The law places severe restrictions on the use of this technology, including prohibiting its use in public schools and many government sectors, even for surveillance purposes.
It is noteworthy that the law was first introduced in the state last April, when its draft was presented as a formula approved by the state parliament, representatives of the American Civil Liberties Association in the state, state police and the Ministry of Public Security. this.
Proponents of this law stated that it is the strictest at the level of US states, while there is no federal law in the United States regulating the use of this technology in the US.

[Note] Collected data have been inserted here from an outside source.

//! Time-to-live values with explicit units.

use serde::{Deserialize, Serialize};
use std::time::Duration;

/// Lenient `get_expire` result when the backend call failed.
pub const EXPIRE_ERROR: i64 = -1;

/// Lenient `get_expire` result when the key does not exist.
pub const EXPIRE_MISSING: i64 = -2;

/// Lenient `get_expire` result when the key exists without a TTL.
pub const EXPIRE_PERSISTENT: i64 = -3;

/// Unit a TTL amount is expressed in.
#[derive(Debug, Clone, Copy, PartialEq, Eq, Hash, Serialize, Deserialize)]
#[serde(rename_all = "lowercase")]
pub enum TimeUnit {
    Milliseconds,
    Seconds,
    Minutes,
    Hours,
    Days,
}

impl TimeUnit {
    const fn millis_per_unit(self) -> u64 {
        match self {
            Self::Milliseconds => 1,
            Self::Seconds => 1_000,
            Self::Minutes => 60_000,
            Self::Hours => 3_600_000,
            Self::Days => 86_400_000,
        }
    }

    /// Converts `amount` of this unit into a Duration, saturating on overflow.
    #[must_use]
    pub const fn to_duration(self, amount: u64) -> Duration {
        Duration::from_millis(amount.saturating_mul(self.millis_per_unit()))
    }

    /// Expresses a duration in this unit, rounding down.
    #[must_use]
    pub fn convert(self, duration: Duration) -> u64 {
        let millis = u64::try_from(duration.as_millis()).unwrap_or(u64::MAX);
        millis / self.millis_per_unit()
    }
}

/// A cache time-to-live.
#[derive(Debug, Clone, Copy, PartialEq, Eq, Hash)]
pub struct Ttl(Duration);

impl Ttl {
    /// Creates a TTL of `amount` in `unit`.
    #[must_use]
    pub const fn new(amount: u64, unit: TimeUnit) -> Self {
        Self(unit.to_duration(amount))
    }

    #[must_use]
    pub const fn millis(amount: u64) -> Self {
        Self::new(amount, TimeUnit::Milliseconds)
    }

    #[must_use]
    pub const fn seconds(amount: u64) -> Self {
        Self::new(amount, TimeUnit::Seconds)
    }

    #[must_use]
    pub const fn minutes(amount: u64) -> Self {
        Self::new(amount, TimeUnit::Minutes)
    }

    #[must_use]
    pub const fn as_duration(&self) -> Duration {
        self.0
    }

    /// A zero TTL would delete the entry instead of bounding its lifetime.
    #[must_use]
    pub const fn is_zero(&self) -> bool {
        self.0.is_zero()
    }
}

impl From<Duration> for Ttl {
    fn from(duration: Duration) -> Self {
        Self(duration)
    }
}

/// Remaining lifetime of a key, as reported by the backend.
#[derive(Debug, Clone, Copy, PartialEq, Eq)]
pub enum Expiry {
    /// The key does not exist (or has already expired).
    Missing,
    /// The key exists and never expires.
    Persistent,
    /// The key expires after this duration.
    Remaining(Duration),
}

impl Expiry {
    /// Interprets a Redis `PTTL` reply (`-2` missing, `-1` persistent).
    #[must_use]
    pub fn from_pttl(millis: i64) -> Self {
        match millis {
            -1 => Self::Persistent,
            ms if ms >= 0 => Self::Remaining(Duration::from_millis(ms.unsigned_abs())),
            _ => Self::Missing,
        }
    }

    /// Renders the expiry in the lenient sentinel convention.
    ///
    /// Remaining lifetimes are reported in `unit`, rounded down; the sentinels
    /// are [`EXPIRE_MISSING`] and [`EXPIRE_PERSISTENT`].
    #[must_use]
    pub fn as_sentinel(self, unit: TimeUnit) -> i64 {
        match self {
            Self::Missing => EXPIRE_MISSING,
            Self::Persistent => EXPIRE_PERSISTENT,
            Self::Remaining(duration) => i64::try_from(unit.convert(duration)).unwrap_or(i64::MAX),
        }
    }
}

#[cfg(test)]
mod tests {
    use super::*;

    #[test]
    fn test_units_are_explicit() {
        assert_eq!(Ttl::seconds(30).as_duration(), Duration::from_secs(30));
        assert_eq!(Ttl::millis(1_500).as_duration(), Duration::from_millis(1_500));
        assert_eq!(Ttl::minutes(2).as_duration(), Duration::from_secs(120));
        assert_eq!(Ttl::new(1, TimeUnit::Days).as_duration(), Duration::from_secs(86_400));
    }

    #[test]
    fn test_huge_amounts_saturate() {
        let ttl = Ttl::new(u64::MAX, TimeUnit::Hours);
        assert_eq!(ttl.as_duration(), Duration::from_millis(u64::MAX));
    }

    #[test]
    fn test_convert_rounds_down() {
        assert_eq!(TimeUnit::Seconds.convert(Duration::from_millis(2_999)), 2);
        assert_eq!(TimeUnit::Milliseconds.convert(Duration::from_millis(2_999)), 2_999);
        assert_eq!(TimeUnit::Minutes.convert(Duration::from_secs(59)), 0);
    }

    #[test]
    fn test_expiry_from_pttl() {
        assert_eq!(Expiry::from_pttl(-2), Expiry::Missing);
        assert_eq!(Expiry::from_pttl(-1), Expiry::Persistent);
        assert_eq!(Expiry::from_pttl(0), Expiry::Remaining(Duration::ZERO));
        assert_eq!(Expiry::from_pttl(1_200), Expiry::Remaining(Duration::from_millis(1_200)));
    }

    #[test]
    fn test_sentinels_are_distinct() {
        assert_eq!(Expiry::Missing.as_sentinel(TimeUnit::Seconds), EXPIRE_MISSING);
        assert_eq!(Expiry::Persistent.as_sentinel(TimeUnit::Seconds), EXPIRE_PERSISTENT);
        assert_ne!(EXPIRE_ERROR, EXPIRE_MISSING);
        assert_ne!(EXPIRE_ERROR, EXPIRE_PERSISTENT);
        assert_eq!(
            Expiry::Remaining(Duration::from_secs(90)).as_sentinel(TimeUnit::Minutes),
            1
        );
    }

    #[test]
    fn test_zero_ttl() {
        assert!(Ttl::seconds(0).is_zero());
        assert!(!Ttl::millis(1).is_zero());
    }
}
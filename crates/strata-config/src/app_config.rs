//! Application configuration structures.

use serde::{Deserialize, Serialize};
use std::num::NonZeroU32;
use std::time::Duration;
use strata_core::telemetry::TelemetryConfig;
use strata_core::{Pagination, DEFAULT_PAGE_SIZE};

/// Root application configuration.
#[derive(Debug, Clone, Default, Serialize, Deserialize)]
pub struct AppConfig {
    /// Application name and metadata.
    #[serde(default)]
    pub app: AppMetadata,

    /// Redis configuration.
    #[serde(default)]
    pub redis: RedisConfig,

    /// Pagination defaults.
    #[serde(default)]
    pub pagination: PaginationConfig,

    /// Logging configuration.
    #[serde(default)]
    pub observability: TelemetryConfig,
}

/// Application metadata.
#[derive(Debug, Clone, Serialize, Deserialize)]
pub struct AppMetadata {
    /// Application name.
    pub name: String,
    /// Application version.
    pub version: String,
    /// Environment (development, staging, production).
    pub environment: String,
}

impl Default for AppMetadata {
    fn default() -> Self {
        Self {
            name: "strata".to_string(),
            version: env!("CARGO_PKG_VERSION").to_string(),
            environment: "development".to_string(),
        }
    }
}

/// Redis configuration.
#[derive(Debug, Clone, Serialize, Deserialize)]
#[serde(default)]
pub struct RedisConfig {
    /// Redis URL (host, port, credentials and database).
    pub url: String,
    /// Enable Redis (can be disabled for local development).
    pub enabled: bool,
    /// Connection pool size.
    pub pool_size: usize,
    /// Timeout for acquiring a pooled connection, in seconds.
    pub connect_timeout_secs: u64,
    /// Deadline for a single cache command, in milliseconds.
    pub command_timeout_ms: u64,
    /// Namespace prepended to every key as `{prefix}:{key}`.
    pub key_prefix: Option<String>,
    /// TTL used by the orphan sweep and cache-aside loads, in seconds.
    pub default_ttl_secs: u64,
}

impl Default for RedisConfig {
    fn default() -> Self {
        Self {
            url: "redis://localhost:6379".to_string(),
            enabled: true,
            pool_size: 10,
            connect_timeout_secs: 5,
            command_timeout_ms: 2000,
            key_prefix: None,
            default_ttl_secs: 300, // 5 minutes
        }
    }
}

impl RedisConfig {
    /// Returns the connect timeout as a Duration.
    #[must_use]
    pub const fn connect_timeout(&self) -> Duration {
        Duration::from_secs(self.connect_timeout_secs)
    }

    /// Returns the per-command deadline as a Duration.
    #[must_use]
    pub const fn command_timeout(&self) -> Duration {
        Duration::from_millis(self.command_timeout_ms)
    }

    /// Returns the default TTL as a Duration.
    #[must_use]
    pub const fn default_ttl(&self) -> Duration {
        Duration::from_secs(self.default_ttl_secs)
    }
}

/// Pagination defaults.
#[derive(Debug, Clone, Serialize, Deserialize)]
#[serde(default)]
pub struct PaginationConfig {
    /// Page size used when the request does not name one.
    pub default_page_size: u32,
    /// Largest page size a request may ask for.
    pub max_page_size: u32,
}

impl Default for PaginationConfig {
    fn default() -> Self {
        Self {
            default_page_size: DEFAULT_PAGE_SIZE,
            max_page_size: 1000,
        }
    }
}

impl PaginationConfig {
    /// Clamps a requested page size into `[1, max_page_size]`, falling back
    /// to the default when none was requested.
    ///
    /// The result is positive even when the bounds themselves are zero.
    #[must_use]
    pub fn page_size(&self, requested: Option<u32>) -> u32 {
        self.bounded_page_size(requested).get()
    }

    /// Creates an empty pagination on page 1 using the default page size.
    #[must_use]
    pub fn pagination<T>(&self) -> Pagination<T> {
        Pagination::with_page_size(self.bounded_page_size(None))
    }

    fn bounded_page_size(&self, requested: Option<u32>) -> NonZeroU32 {
        let size = requested
            .filter(|size| *size > 0)
            .unwrap_or(self.default_page_size)
            .clamp(1, self.max_page_size.max(1));
        NonZeroU32::new(size).unwrap_or(NonZeroU32::MIN)
    }
}
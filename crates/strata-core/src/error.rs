//! Unified error types shared by every Strata crate.

use std::fmt::Debug;
use thiserror::Error;

/// Unified error type for Strata.
///
/// Pagination, cache, configuration and security failures all map onto this
/// enum so callers only ever match on one error type.
#[derive(Error, Debug)]
pub enum StrataError {
    // ============ Argument Errors ============
    /// Invalid argument (e.g. a zero page size or a zero TTL)
    #[error("Invalid argument: {0}")]
    InvalidArgument(String),

    // ============ Backend Errors ============
    /// Key-value backend unreachable or erroring
    #[error("Backend unavailable: {0}")]
    BackendUnavailable(String),

    /// Value could not be encoded or decoded
    #[error("Serialization error: {0}")]
    Serialization(String),

    /// Backend command exceeded its deadline
    #[error("Operation timed out: {0}")]
    Timeout(String),

    // ============ Authentication/Authorization Errors ============
    /// No valid principal in the current security context
    #[error("Authentication expired")]
    AuthenticationExpired,

    /// Principal lacks a required authority
    #[error("Forbidden: {0}")]
    Forbidden(String),

    // ============ Infrastructure Errors ============
    /// Configuration error
    #[error("Configuration error: {0}")]
    Configuration(String),

    // ============ Internal Errors ============
    /// Internal error
    #[error("Internal error: {0}")]
    Internal(String),

    /// Generic error wrapper
    #[error(transparent)]
    Other(#[from] anyhow::Error),
}

impl StrataError {
    /// Returns the HTTP status code for this error.
    #[must_use]
    pub const fn status_code(&self) -> u16 {
        match self {
            Self::InvalidArgument(_) => 400,
            Self::AuthenticationExpired => 401,
            Self::Forbidden(_) => 403,
            Self::BackendUnavailable(_) | Self::Timeout(_) => 503,
            Self::Serialization(_)
            | Self::Configuration(_)
            | Self::Internal(_)
            | Self::Other(_) => 500,
        }
    }

    /// Returns a machine-readable error code.
    #[must_use]
    pub const fn error_code(&self) -> &'static str {
        match self {
            Self::InvalidArgument(_) => "INVALID_ARGUMENT",
            Self::BackendUnavailable(_) => "BACKEND_UNAVAILABLE",
            Self::Serialization(_) => "SERIALIZATION_ERROR",
            Self::Timeout(_) => "TIMEOUT",
            Self::AuthenticationExpired => "AUTHENTICATION_EXPIRED",
            Self::Forbidden(_) => "FORBIDDEN",
            Self::Configuration(_) => "CONFIGURATION_ERROR",
            Self::Internal(_) | Self::Other(_) => "INTERNAL_ERROR",
        }
    }

    /// Creates an invalid argument error.
    #[must_use]
    pub fn invalid_argument<T: Into<String>>(message: T) -> Self {
        Self::InvalidArgument(message.into())
    }

    /// Creates a backend unavailable error.
    #[must_use]
    pub fn backend<T: Into<String>>(message: T) -> Self {
        Self::BackendUnavailable(message.into())
    }

    /// Creates a forbidden error.
    #[must_use]
    pub fn forbidden<T: Into<String>>(message: T) -> Self {
        Self::Forbidden(message.into())
    }

    /// Creates an internal error.
    #[must_use]
    pub fn internal<T: Into<String>>(message: T) -> Self {
        Self::Internal(message.into())
    }

    /// Checks if this error originates from the storage backend or its wire format.
    #[must_use]
    pub const fn is_backend_failure(&self) -> bool {
        matches!(
            self,
            Self::BackendUnavailable(_) | Self::Timeout(_) | Self::Serialization(_)
        )
    }

    /// Checks if this error is retriable.
    #[must_use]
    pub const fn is_retriable(&self) -> bool {
        matches!(self, Self::BackendUnavailable(_) | Self::Timeout(_))
    }
}

impl From<serde_json::Error> for StrataError {
    fn from(err: serde_json::Error) -> Self {
        Self::Serialization(format!("JSON serialization error: {}", err))
    }
}

#[cfg(test)]
mod tests {
    use super::*;

    #[test]
    fn test_error_status_codes() {
        assert_eq!(StrataError::invalid_argument("page size").status_code(), 400);
        assert_eq!(StrataError::AuthenticationExpired.status_code(), 401);
        assert_eq!(StrataError::forbidden("no authority").status_code(), 403);
        assert_eq!(StrataError::backend("down").status_code(), 503);
        assert_eq!(StrataError::Timeout("slow".to_string()).status_code(), 503);
        assert_eq!(StrataError::internal("oops").status_code(), 500);
    }

    #[test]
    fn test_error_codes() {
        assert_eq!(StrataError::invalid_argument("x").error_code(), "INVALID_ARGUMENT");
        assert_eq!(StrataError::backend("x").error_code(), "BACKEND_UNAVAILABLE");
        assert_eq!(StrataError::AuthenticationExpired.error_code(), "AUTHENTICATION_EXPIRED");
        assert_eq!(StrataError::Configuration("x".to_string()).error_code(), "CONFIGURATION_ERROR");
        assert_eq!(StrataError::internal("x").error_code(), "INTERNAL_ERROR");
    }

    #[test]
    fn test_backend_failures() {
        assert!(StrataError::backend("connection refused").is_backend_failure());
        assert!(StrataError::Timeout("2s".to_string()).is_backend_failure());
        assert!(StrataError::Serialization("bad json".to_string()).is_backend_failure());
        assert!(!StrataError::invalid_argument("ttl").is_backend_failure());
        assert!(!StrataError::AuthenticationExpired.is_backend_failure());
    }

    #[test]
    fn test_retriable_errors() {
        assert!(StrataError::backend("connection lost").is_retriable());
        assert!(StrataError::Timeout("request timed out".to_string()).is_retriable());
        assert!(!StrataError::Serialization("bad".to_string()).is_retriable());
        assert!(!StrataError::invalid_argument("bad").is_retriable());
    }

    #[test]
    fn test_json_error_conversion() {
        let err: StrataError = serde_json::from_str::<u32>("not json").unwrap_err().into();
        assert!(matches!(err, StrataError::Serialization(_)));
        assert!(err.to_string().contains("JSON"));
    }

    #[test]
    fn test_error_display() {
        let err = StrataError::AuthenticationExpired;
        assert_eq!(err.to_string(), "Authentication expired");
    }
}
//! Typed cache operations that surface every failure.

use crate::backend::KeyValueBackend;
use crate::keys::CacheKeys;
use crate::serializer::{JsonSerializer, ResultSerializer};
use crate::ttl::{Expiry, Ttl};
use serde::{de::DeserializeOwned, Serialize};
use std::collections::{HashMap, HashSet};
use std::future::Future;
use std::hash::Hash;
use std::sync::Arc;
use std::time::Duration;
use strata_config::RedisConfig;
use strata_core::{StrataError, StrataResult};
use tracing::{debug, info};

/// Default per-command deadline.
pub const DEFAULT_COMMAND_TIMEOUT: Duration = Duration::from_secs(2);

/// Default TTL for cache-aside loads and orphan sweeps (5 minutes).
pub const DEFAULT_TTL: Ttl = Ttl::seconds(300);

/// Typed facade over a [`KeyValueBackend`] returning `StrataResult` from
/// every operation.
///
/// Keys are qualified with the configured namespace, values go through the
/// serializer `S`, and each backend command runs under a deadline that
/// fails with [`StrataError::Timeout`].
///
/// Set members and list items are compared by their encoded bytes, so
/// values stored in sets should serialize deterministically.
#[derive(Clone)]
pub struct StrictCache<S = JsonSerializer> {
    backend: Arc<dyn KeyValueBackend>,
    serializer: S,
    keys: CacheKeys,
    command_timeout: Duration,
    default_ttl: Ttl,
}

impl StrictCache<JsonSerializer> {
    /// Creates a JSON cache without namespace and with the default deadline.
    #[must_use]
    pub fn new(backend: Arc<dyn KeyValueBackend>) -> Self {
        Self {
            backend,
            serializer: JsonSerializer,
            keys: CacheKeys::default(),
            command_timeout: DEFAULT_COMMAND_TIMEOUT,
            default_ttl: DEFAULT_TTL,
        }
    }

    /// Creates a JSON cache using the namespace and deadline from config.
    #[must_use]
    pub fn from_config(backend: Arc<dyn KeyValueBackend>, config: &RedisConfig) -> Self {
        Self::new(backend)
            .with_prefix(config.key_prefix.as_deref())
            .with_command_timeout(config.command_timeout())
            .with_default_ttl(Ttl::from(config.default_ttl()))
    }
}

impl<S: ResultSerializer> StrictCache<S> {
    /// Replaces the value serializer.
    #[must_use]
    pub fn with_serializer<T: ResultSerializer>(self, serializer: T) -> StrictCache<T> {
        StrictCache {
            backend: self.backend,
            serializer,
            keys: self.keys,
            command_timeout: self.command_timeout,
            default_ttl: self.default_ttl,
        }
    }

    #[must_use]
    pub fn with_prefix(mut self, prefix: Option<&str>) -> Self {
        self.keys = CacheKeys::new(prefix);
        self
    }

    #[must_use]
    pub fn with_command_timeout(mut self, timeout: Duration) -> Self {
        self.command_timeout = timeout;
        self
    }

    #[must_use]
    pub fn with_default_ttl(mut self, ttl: Ttl) -> Self {
        self.default_ttl = ttl;
        self
    }

    pub fn backend(&self) -> &Arc<dyn KeyValueBackend> {
        &self.backend
    }

    pub fn keys(&self) -> &CacheKeys {
        &self.keys
    }

    pub fn command_timeout(&self) -> Duration {
        self.command_timeout
    }

    /// TTL configured for cache-aside loads and sweeps.
    pub fn default_ttl(&self) -> Ttl {
        self.default_ttl
    }

    async fn run<T>(
        &self,
        operation: &'static str,
        key: &str,
        call: impl Future<Output = StrataResult<T>>,
    ) -> StrataResult<T> {
        match tokio::time::timeout(self.command_timeout, call).await {
            Ok(result) => result,
            Err(_) => Err(StrataError::Timeout(format!(
                "{} '{}' exceeded {}ms",
                operation,
                key,
                self.command_timeout.as_millis()
            ))),
        }
    }

    fn encode_all<V: Serialize>(&self, values: &[V]) -> StrataResult<Vec<Vec<u8>>> {
        values.iter().map(|v| self.serializer.encode(v)).collect()
    }

    /// Checks the backend is reachable.
    pub async fn ping(&self) -> StrataResult<()> {
        self.run("ping", "", self.backend.ping()).await
    }

    // ---- scalars and key metadata ----

    /// Stores a value with a TTL in one atomic command.
    pub async fn set<V: Serialize + ?Sized>(&self, key: &str, value: &V, ttl: Ttl) -> StrataResult<()> {
        let ttl = positive(ttl)?;
        let bytes = self.serializer.encode(value)?;
        let key = self.keys.key(key);
        self.run("set", &key, self.backend.set(&key, bytes, Some(ttl))).await
    }

    pub async fn get<T: DeserializeOwned>(&self, key: &str) -> StrataResult<Option<T>> {
        let key = self.keys.key(key);
        let bytes = self.run("get", &key, self.backend.get(&key)).await?;
        bytes.map(|b| self.serializer.decode(&b)).transpose()
    }

    /// Sets a TTL on an existing key. Returns `false` if the key is absent.
    pub async fn expire(&self, key: &str, ttl: Ttl) -> StrataResult<bool> {
        let ttl = positive(ttl)?;
        let key = self.keys.key(key);
        self.run("expire", &key, self.backend.expire(&key, ttl)).await
    }

    /// Remaining lifetime of a key.
    pub async fn expiry(&self, key: &str) -> StrataResult<Expiry> {
        let key = self.keys.key(key);
        self.run("expiry", &key, self.backend.ttl(&key)).await
    }

    pub async fn has_key(&self, key: &str) -> StrataResult<bool> {
        let key = self.keys.key(key);
        self.run("has_key", &key, self.backend.exists(&key)).await
    }

    /// Deletes keys, returning how many existed. An empty slice is a no-op.
    pub async fn del(&self, keys: &[&str]) -> StrataResult<u64> {
        if keys.is_empty() {
            return Ok(0);
        }

        let qualified: Vec<String> = keys.iter().map(|k| self.keys.key(k)).collect();
        let label = qualified.join(",");
        self.run("del", &label, self.backend.delete(&qualified)).await
    }

    // ---- hashes ----

    /// Writes every field of `fields` and applies the TTL atomically.
    ///
    /// An empty map writes nothing.
    pub async fn hmset<K, V>(&self, key: &str, fields: &HashMap<K, V>, ttl: Ttl) -> StrataResult<()>
    where
        K: AsRef<str>,
        V: Serialize,
    {
        let ttl = positive(ttl)?;
        let encoded = fields
            .iter()
            .map(|(field, value)| Ok((field.as_ref().to_string(), self.serializer.encode(value)?)))
            .collect::<StrataResult<Vec<_>>>()?;

        let key = self.keys.key(key);
        self.run("hmset", &key, self.backend.hash_put(&key, encoded, Some(ttl))).await
    }

    pub async fn hset<V: Serialize + ?Sized>(
        &self,
        key: &str,
        field: &str,
        value: &V,
        ttl: Ttl,
    ) -> StrataResult<()> {
        let ttl = positive(ttl)?;
        let encoded = vec![(field.to_string(), self.serializer.encode(value)?)];
        let key = self.keys.key(key);
        self.run("hset", &key, self.backend.hash_put(&key, encoded, Some(ttl))).await
    }

    pub async fn hget<T: DeserializeOwned>(&self, key: &str, field: &str) -> StrataResult<Option<T>> {
        let key = self.keys.key(key);
        let bytes = self.run("hget", &key, self.backend.hash_get(&key, field)).await?;
        bytes.map(|b| self.serializer.decode(&b)).transpose()
    }

    /// Reads a whole hash. A missing key yields an empty map.
    pub async fn hmget<T: DeserializeOwned>(&self, key: &str) -> StrataResult<HashMap<String, T>> {
        let key = self.keys.key(key);
        let entries = self.run("hmget", &key, self.backend.hash_entries(&key)).await?;
        entries
            .into_iter()
            .map(|(field, bytes)| Ok((field, self.serializer.decode(&bytes)?)))
            .collect()
    }

    pub async fn hdel(&self, key: &str, fields: &[&str]) -> StrataResult<u64> {
        if fields.is_empty() {
            return Ok(0);
        }

        let fields: Vec<String> = fields.iter().map(|f| (*f).to_string()).collect();
        let key = self.keys.key(key);
        self.run("hdel", &key, self.backend.hash_delete(&key, &fields)).await
    }

    pub async fn h_has_key(&self, key: &str, field: &str) -> StrataResult<bool> {
        let key = self.keys.key(key);
        self.run("h_has_key", &key, self.backend.hash_exists(&key, field)).await
    }

    // ---- sets ----

    /// Reads all members of a set. A missing key yields an empty set.
    pub async fn s_get<T>(&self, key: &str) -> StrataResult<HashSet<T>>
    where
        T: DeserializeOwned + Eq + Hash,
    {
        let key = self.keys.key(key);
        let members = self.run("s_get", &key, self.backend.set_members(&key)).await?;
        members.iter().map(|b| self.serializer.decode(b)).collect()
    }

    pub async fn s_has_key<V: Serialize + ?Sized>(&self, key: &str, value: &V) -> StrataResult<bool> {
        let member = self.serializer.encode(value)?;
        let key = self.keys.key(key);
        self.run("s_has_key", &key, self.backend.set_contains(&key, &member)).await
    }

    /// Adds members and applies the TTL atomically, returning how many were new.
    ///
    /// No values means no write and a count of zero.
    pub async fn s_set<V: Serialize>(&self, key: &str, ttl: Ttl, values: &[V]) -> StrataResult<u64> {
        let ttl = positive(ttl)?;
        if values.is_empty() {
            return Ok(0);
        }

        let members = self.encode_all(values)?;
        let key = self.keys.key(key);
        self.run("s_set", &key, self.backend.set_add(&key, members, Some(ttl))).await
    }

    pub async fn s_get_set_size(&self, key: &str) -> StrataResult<u64> {
        let key = self.keys.key(key);
        self.run("s_get_set_size", &key, self.backend.set_size(&key)).await
    }

    /// Removes members, returning how many were present.
    pub async fn set_remove<V: Serialize>(&self, key: &str, values: &[V]) -> StrataResult<u64> {
        if values.is_empty() {
            return Ok(0);
        }

        let members = self.encode_all(values)?;
        let key = self.keys.key(key);
        self.run("set_remove", &key, self.backend.set_remove(&key, members)).await
    }

    // ---- lists ----

    /// Reads an inclusive index range; negative indices count from the tail.
    pub async fn l_get<T: DeserializeOwned>(&self, key: &str, start: i64, end: i64) -> StrataResult<Vec<T>> {
        let key = self.keys.key(key);
        let items = self.run("l_get", &key, self.backend.list_range(&key, start, end)).await?;
        items.iter().map(|b| self.serializer.decode(b)).collect()
    }

    pub async fn l_get_all<T: DeserializeOwned>(&self, key: &str) -> StrataResult<Vec<T>> {
        self.l_get(key, 0, -1).await
    }

    pub async fn l_get_list_size(&self, key: &str) -> StrataResult<u64> {
        let key = self.keys.key(key);
        self.run("l_get_list_size", &key, self.backend.list_len(&key)).await
    }

    pub async fn l_get_index<T: DeserializeOwned>(&self, key: &str, index: i64) -> StrataResult<Option<T>> {
        let key = self.keys.key(key);
        let bytes = self.run("l_get_index", &key, self.backend.list_index(&key, index)).await?;
        bytes.map(|b| self.serializer.decode(&b)).transpose()
    }

    /// Appends to the tail and applies the TTL atomically, returning the new length.
    pub async fn l_set<V: Serialize + ?Sized>(&self, key: &str, value: &V, ttl: Ttl) -> StrataResult<u64> {
        let ttl = positive(ttl)?;
        let bytes = self.serializer.encode(value)?;
        let key = self.keys.key(key);
        self.run("l_set", &key, self.backend.list_push(&key, bytes, Some(ttl))).await
    }

    // ---- maintenance ----

    /// Applies `ttl` to every key matching `pattern` that has no expiry.
    ///
    /// Returns the number of keys reconciled. The pattern is qualified with
    /// the namespace like any other key.
    pub async fn sweep_persistent(&self, pattern: &str, ttl: Ttl) -> StrataResult<u64> {
        let ttl = positive(ttl)?;
        let pattern = self.keys.pattern(pattern);
        let candidates = self.run("sweep", &pattern, self.backend.scan(&pattern)).await?;

        let mut reconciled = 0;
        for key in &candidates {
            if self.run("sweep", key, self.backend.ttl(key)).await? != Expiry::Persistent {
                continue;
            }
            if self.run("sweep", key, self.backend.expire(key, ttl)).await? {
                debug!("Applied TTL {:?} to persistent key '{}'", ttl, key);
                reconciled += 1;
            }
        }

        info!(
            pattern = %pattern,
            scanned = candidates.len(),
            reconciled,
            "Swept persistent cache entries"
        );
        Ok(reconciled)
    }
}

fn positive(ttl: Ttl) -> StrataResult<Duration> {
    if ttl.is_zero() {
        return Err(StrataError::invalid_argument("TTL must be positive"));
    }
    Ok(ttl.as_duration())
}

Garrison Lockner, a member of the Democratic Party’s Maine House of Representatives, said the legislation is “a major victory for civil liberties in Maine … it is also a victory for cooperation and consensus between the Republican and Democratic parties.”
And I hope Maine will provide an example for other US states that want to curb the government’s ability to use facial recognition and other biometric technologies for citizens.”
According to new law in Maine, law enforcement officers can request that they be allowed to use facial recognition technology to search for a person wanted by the FBI or the state’s Office of Motor Vehicles, if there is reason to believe that The person has committed a crime. serious crime.
The law also states that conducting a search using facial recognition technology is not a probable cause for law enforcement to self-arrest or seek a person. The law allows individuals to sue any institution or government official if they believe they have broken the law.